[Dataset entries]
↓

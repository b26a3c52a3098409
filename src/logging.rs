//! Tracing subscriber setup for the command-line tool.

use clap::ValueEnum;
use tracing_subscriber::EnvFilter;

/// Environment variable that overrides the `-v` derived filter.
pub const LOG_ENV: &str = "COURSE_LANDING_LOG";

/// How log lines are written to stderr.
#[derive(Debug, Clone, Copy, PartialEq, Eq, Default, ValueEnum)]
pub enum LogFormat {
    #[default]
    Human,
    Json,
}

/// 0 → warn, 1 → info, 2 → debug, 3+ → trace.
#[must_use]
pub const fn verbosity_to_directive(verbosity: u8) -> &'static str {
    match verbosity {
        0 => "warn",
        1 => "info",
        2 => "debug",
        _ => "trace",
    }
}

/// Installs the global subscriber. Safe to call more than once; later calls
/// are ignored.
pub fn init_logging(format: LogFormat, verbosity: u8) {
    let filter = EnvFilter::try_from_env(LOG_ENV)
        .unwrap_or_else(|_| EnvFilter::new(verbosity_to_directive(verbosity)));
    let show_target = verbosity >= 2;

    match format {
        LogFormat::Human => {
            let _ = tracing_subscriber::fmt()
                .with_env_filter(filter)
                .with_target(show_target)
                .with_writer(std::io::stderr)
                .try_init();
        }
        LogFormat::Json => {
            let _ = tracing_subscriber::fmt()
                .with_env_filter(filter)
                .json()
                .with_target(show_target)
                .with_writer(std::io::stderr)
                .try_init();
        }
    }
}
use serde::{Deserialize, Serialize};
use std::fs;
use std::path::{Path, PathBuf};

use crate::render::templates::TemplateId;

pub const DEFAULT_SETTINGS_FILE: &str = "course-landing.json";

#[derive(Serialize, Deserialize, Clone, Debug, PartialEq, Eq)]
#[serde(rename_all = "camelCase")]
pub struct Settings {
    #[serde(default = "default_template_id")]
    pub default_template: String,
    #[serde(default)]
    pub output_dir: Option<String>,
    #[serde(default = "default_write_provenance")]
    pub write_provenance: bool,
}

fn default_template_id() -> String {
    TemplateId::DEFAULT.as_str().to_string()
}

fn default_write_provenance() -> bool {
    true
}

impl Default for Settings {
    fn default() -> Self {
        Self {
            default_template: default_template_id(),
            output_dir: None,
            write_provenance: true,
        }
    }
}

impl Settings {
    /// Template named in the file; unknown ids fall back like any other selection.
    pub fn template(&self) -> TemplateId {
        crate::render::templates::select_template(&self.default_template)
    }

    pub fn output_dir(&self) -> Option<PathBuf> {
        self.output_dir
            .as_deref()
            .map(str::trim)
            .filter(|dir| !dir.is_empty())
            .map(PathBuf::from)
    }
}

pub fn settings_path(explicit: Option<&Path>) -> PathBuf {
    explicit
        .map(Path::to_path_buf)
        .unwrap_or_else(|| PathBuf::from(DEFAULT_SETTINGS_FILE))
}

pub fn load_settings(path: &Path) -> Result<Settings, String> {
    if !path.exists() {
        return Ok(Settings::default());
    }
    let raw =
        fs::read_to_string(path).map_err(|e| format!("Unable to read {}: {e}", path.display()))?;
    if raw.trim().is_empty() {
        return Ok(Settings::default());
    }
    serde_json::from_str(&raw).map_err(|e| format!("Invalid settings JSON in {}: {e}", path.display()))
}

pub fn save_settings(path: &Path, settings: &Settings) -> Result<(), String> {
    if let Some(parent) = path.parent().filter(|p| !p.as_os_str().is_empty()) {
        fs::create_dir_all(parent).map_err(|e| e.to_string())?;
    }
    let payload = serde_json::to_string_pretty(settings).map_err(|e| e.to_string())?;
    fs::write(path, payload).map_err(|e| format!("Unable to write {}: {e}", path.display()))
}
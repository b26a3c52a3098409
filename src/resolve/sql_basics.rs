use serde::Serialize;

use crate::course::ContentBlock;

use super::{list, nth, text};

const DEFAULT_RESULT_MESSAGE: &str = "Consulta ejecutada correctamente.";

struct CommandSlot {
    title: &'static str,
    description: &'static str,
    code: &'static str,
    result_message: Option<&'static str>,
}

const COMMAND_SLOTS: &[CommandSlot] = &[
    CommandSlot {
        title: "SELECT - Consultar Datos",
        description: "Recupera datos de una o más tablas",
        code: "-- Seleccionar todas las columnas
SELECT * FROM estudiantes;

-- Seleccionar columnas específicas
SELECT nombre, email FROM estudiantes;

-- Con condición WHERE
SELECT * FROM estudiantes
WHERE promedio > 8.0;",
        result_message: None,
    },
    CommandSlot {
        title: "INSERT - Insertar Datos",
        description: "Agrega nuevos registros a una tabla",
        code: "-- Insertar un registro
INSERT INTO estudiantes (nombre, email, promedio)
VALUES ('María Torres', 'maria@email.com', 8.8);

-- Insertar múltiples registros
INSERT INTO estudiantes (nombre, email, promedio)
VALUES
  ('Juan Pérez', 'juan@email.com', 7.5),
  ('Laura Ruiz', 'laura@email.com', 9.0);",
        result_message: Some("3 registros insertados exitosamente"),
    },
    CommandSlot {
        title: "UPDATE - Actualizar Datos",
        description: "Modifica registros existentes",
        code: "-- Actualizar un registro específico
UPDATE estudiantes
SET promedio = 9.5
WHERE id = 1;

-- Actualizar múltiples campos
UPDATE estudiantes
SET promedio = 8.0, email = 'nuevo@email.com'
WHERE nombre = 'Juan Pérez';",
        result_message: Some("Registros actualizados: 1"),
    },
    CommandSlot {
        title: "DELETE - Eliminar Datos",
        description: "Elimina registros de una tabla",
        code: "-- Eliminar un registro específico
DELETE FROM estudiantes
WHERE id = 5;

-- Eliminar con condición
DELETE FROM estudiantes
WHERE promedio < 6.0;

-- ⚠️ Cuidado: esto elimina TODOS los registros
DELETE FROM estudiantes;",
        result_message: Some("1 registro eliminado"),
    },
];

const BEST_PRACTICES: &[&str] = &[
    "Siempre usa WHERE en UPDATE y DELETE para evitar modificar/eliminar todos los registros",
    "Verifica tus consultas con SELECT antes de ejecutar UPDATE o DELETE",
    "Usa mayúsculas para palabras clave SQL (SELECT, FROM, WHERE) para mejor legibilidad",
    "Comenta tu código SQL para explicar consultas complejas",
];

#[derive(Debug, Clone, Serialize, PartialEq)]
pub struct ResultRow {
    pub id: u32,
    pub nombre: &'static str,
    pub promedio: f32,
}

const RESULT_ROWS: &[ResultRow] = &[
    ResultRow {
        id: 1,
        nombre: "Ana García",
        promedio: 9.2,
    },
    ResultRow {
        id: 2,
        nombre: "Carlos López",
        promedio: 8.5,
    },
];

#[derive(Debug, Clone, Serialize, PartialEq)]
pub struct SqlCommandView {
    pub title: String,
    pub keyword: String,
    pub caption: String,
    pub description: String,
    pub code: String,
    pub result_rows: Vec<ResultRow>,
    pub result_message: String,
    pub active: bool,
}

#[derive(Debug, Clone, Serialize, PartialEq)]
pub struct SqlBasicsView {
    pub lesson: String,
    pub titulo: String,
    pub texto: String,
    pub commands: Vec<SqlCommandView>,
    pub best_practices: Vec<String>,
}

pub fn resolve(block: &ContentBlock) -> SqlBasicsView {
    let commands: Vec<SqlCommandView> = match block.columnas.as_deref() {
        Some(cols) if !cols.is_empty() => cols
            .iter()
            .enumerate()
            .map(|(i, col)| {
                let slot = COMMAND_SLOTS.get(i).unwrap_or(&COMMAND_SLOTS[0]);
                let description = col.bullets.as_deref().and_then(|b| b.first()).map(String::as_str);
                command(
                    i,
                    text(col.titulo.as_deref(), slot.title),
                    text(description, slot.description),
                    text(col.texto.as_deref(), slot.code),
                    text(
                        nth(block.checklist.as_deref(), i).map(String::as_str),
                        slot.result_message.unwrap_or(DEFAULT_RESULT_MESSAGE),
                    ),
                )
            })
            .collect(),
        _ => COMMAND_SLOTS
            .iter()
            .enumerate()
            .map(|(i, slot)| {
                command(
                    i,
                    slot.title.to_string(),
                    slot.description.to_string(),
                    slot.code.to_string(),
                    slot.result_message.unwrap_or(DEFAULT_RESULT_MESSAGE).to_string(),
                )
            })
            .collect(),
    };

    SqlBasicsView {
        lesson: text(block.subtitulo.as_deref(), "Lección 3 de 10"),
        titulo: text(block.titulo.as_deref(), "SQL Básico: CRUD"),
        texto: text(
            block.texto.as_deref(),
            "SQL es el lenguaje estándar para interactuar con bases de datos relacionales. Aquí verás las operaciones fundamentales: Create, Read, Update, Delete.",
        ),
        commands,
        best_practices: list(block.bullets.as_deref(), BEST_PRACTICES),
    }
}

fn command(
    index: usize,
    title: String,
    description: String,
    code: String,
    result_message: String,
) -> SqlCommandView {
    let mut parts = title.splitn(2, " - ");
    let keyword = parts.next().unwrap_or_default().to_string();
    let caption = parts.next().unwrap_or_default().to_string();
    SqlCommandView {
        keyword,
        caption,
        title,
        description,
        code,
        result_rows: if index == 0 { RESULT_ROWS.to_vec() } else { Vec::new() },
        result_message,
        active: index == 0,
    }
}
//! Command-line argument definitions.

use std::path::PathBuf;

use clap::{ArgAction, Args, Parser, Subcommand};

use crate::logging::LogFormat;

/// Render course JSON documents into standalone landing pages.
#[derive(Parser, Debug)]
#[command(name = "course-landing", author, version, about)]
#[command(propagate_version = true)]
pub struct Cli {
    #[command(subcommand)]
    pub command: Commands,

    /// Increase verbosity (-v info, -vv debug, -vvv trace).
    #[arg(short, long, action = ArgAction::Count, global = true)]
    pub verbose: u8,

    /// Suppress all log output.
    #[arg(short, long, global = true)]
    pub quiet: bool,

    /// Log line format.
    #[arg(long, value_enum, default_value = "human", global = true)]
    pub log_format: LogFormat,

    /// Settings file (defaults to ./course-landing.json).
    #[arg(long, global = true, env = "COURSE_LANDING_CONFIG")]
    pub config: Option<PathBuf>,
}

#[derive(Subcommand, Debug)]
pub enum Commands {
    /// Render a course document to HTML.
    Render(RenderArgs),

    /// Check a course document without rendering it.
    Validate(ValidateArgs),

    /// List the available page designs.
    Templates,
}

#[derive(Args, Debug)]
pub struct RenderArgs {
    /// Course JSON file, or `-` for stdin.
    pub input: PathBuf,

    /// Page design identifier; unknown ids fall back to the default design.
    #[arg(short, long)]
    pub template: Option<String>,

    /// Output file or directory. Without it the page goes to stdout unless
    /// the settings name an output directory.
    #[arg(short, long)]
    pub out: Option<PathBuf>,

    /// Skip the `.provenance.json` sidecar.
    #[arg(long)]
    pub no_provenance: bool,
}

#[derive(Args, Debug)]
pub struct ValidateArgs {
    /// Course JSON file, or `-` for stdin.
    pub input: PathBuf,
}

#[cfg(test)]
mod tests {
    use super::*;
    use clap::CommandFactory;

    #[test]
    fn cli_definition_is_consistent() {
        Cli::command().debug_assert();
    }

    #[test]
    fn parses_render_with_flags() {
        let cli = Cli::try_parse_from([
            "course-landing",
            "-vv",
            "render",
            "course.json",
            "--template",
            "databaseJose",
            "--out",
            "site",
        ])
        .expect("parse");
        assert_eq!(cli.verbose, 2);
        match cli.command {
            Commands::Render(args) => {
                assert_eq!(args.input, PathBuf::from("course.json"));
                assert_eq!(args.template.as_deref(), Some("databaseJose"));
                assert_eq!(args.out, Some(PathBuf::from("site")));
                assert!(!args.no_provenance);
            }
            other => panic!("unexpected command {other:?}"),
        }
    }

    #[test]
    fn log_format_accepts_json() {
        let cli = Cli::try_parse_from(["course-landing", "--log-format", "json", "templates"])
            .expect("parse");
        assert_eq!(cli.log_format, LogFormat::Json);
        assert!(matches!(cli.command, Commands::Templates));
    }
}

↑

AIM OF THE EXERCISE =>
Look through the entries and find each line that has the string "para". Copy those lines.

ANSWER =>
    "Siempre usa WHERE en UPDATE y DELETE para evitar modificar/eliminar todos los registros",
    "Usa mayúsculas para palabras clave SQL (SELECT, FROM, WHERE) para mejor legibilidad",
    "Comenta tu código SQL para explicar consultas complejas",
            "SQL es el lenguaje estándar para interactuar con bases de datos relacionales. Aquí verás las operaciones fundamentales: Create, Read, Update, Delete.",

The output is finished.